» **Dataset excerpts**

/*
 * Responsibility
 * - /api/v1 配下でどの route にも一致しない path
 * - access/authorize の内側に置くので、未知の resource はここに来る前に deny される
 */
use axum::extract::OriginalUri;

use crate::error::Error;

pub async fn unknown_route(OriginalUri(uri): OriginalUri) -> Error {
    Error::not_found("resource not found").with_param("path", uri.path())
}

---

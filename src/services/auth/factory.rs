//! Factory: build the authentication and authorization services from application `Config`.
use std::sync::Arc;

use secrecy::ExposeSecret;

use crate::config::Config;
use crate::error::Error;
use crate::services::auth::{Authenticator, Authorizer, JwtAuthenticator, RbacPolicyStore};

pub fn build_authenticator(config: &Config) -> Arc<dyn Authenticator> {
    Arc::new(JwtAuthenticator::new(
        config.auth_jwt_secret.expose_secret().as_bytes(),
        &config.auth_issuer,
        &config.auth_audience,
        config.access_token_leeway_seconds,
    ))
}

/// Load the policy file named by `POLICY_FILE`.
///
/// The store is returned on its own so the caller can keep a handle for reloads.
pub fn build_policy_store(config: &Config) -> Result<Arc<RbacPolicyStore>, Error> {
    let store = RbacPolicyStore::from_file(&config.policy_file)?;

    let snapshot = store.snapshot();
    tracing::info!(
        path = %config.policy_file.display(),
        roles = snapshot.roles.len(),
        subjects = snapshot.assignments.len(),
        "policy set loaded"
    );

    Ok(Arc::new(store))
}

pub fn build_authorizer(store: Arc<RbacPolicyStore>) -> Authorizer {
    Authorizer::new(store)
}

...

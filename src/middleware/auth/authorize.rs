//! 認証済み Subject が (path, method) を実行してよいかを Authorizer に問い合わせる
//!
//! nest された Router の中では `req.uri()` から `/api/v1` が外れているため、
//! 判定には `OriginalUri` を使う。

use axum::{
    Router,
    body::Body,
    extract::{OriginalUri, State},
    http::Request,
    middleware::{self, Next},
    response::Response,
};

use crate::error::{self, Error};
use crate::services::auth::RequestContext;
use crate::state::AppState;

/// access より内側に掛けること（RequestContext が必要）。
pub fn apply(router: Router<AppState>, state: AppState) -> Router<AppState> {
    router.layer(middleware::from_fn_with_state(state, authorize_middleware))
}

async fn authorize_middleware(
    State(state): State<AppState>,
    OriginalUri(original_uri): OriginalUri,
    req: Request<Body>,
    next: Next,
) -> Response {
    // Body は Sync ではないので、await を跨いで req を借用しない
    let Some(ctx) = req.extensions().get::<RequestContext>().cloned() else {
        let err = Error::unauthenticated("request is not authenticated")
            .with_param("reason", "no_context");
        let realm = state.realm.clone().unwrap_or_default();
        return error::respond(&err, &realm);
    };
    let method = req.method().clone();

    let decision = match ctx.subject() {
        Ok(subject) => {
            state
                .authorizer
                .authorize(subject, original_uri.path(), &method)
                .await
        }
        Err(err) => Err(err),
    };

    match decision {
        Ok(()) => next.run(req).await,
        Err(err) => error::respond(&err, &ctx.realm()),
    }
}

» **Problem to solve**
Once you find the string "OriginalUri" in a line of the records, copy that line.

» **Response for this exercise**
use axum::extract::OriginalUri;
pub async fn unknown_route(OriginalUri(uri): OriginalUri) -> Error {
//! 判定には `OriginalUri` を使う。
    extract::{OriginalUri, State},
    OriginalUri(original_uri): OriginalUri,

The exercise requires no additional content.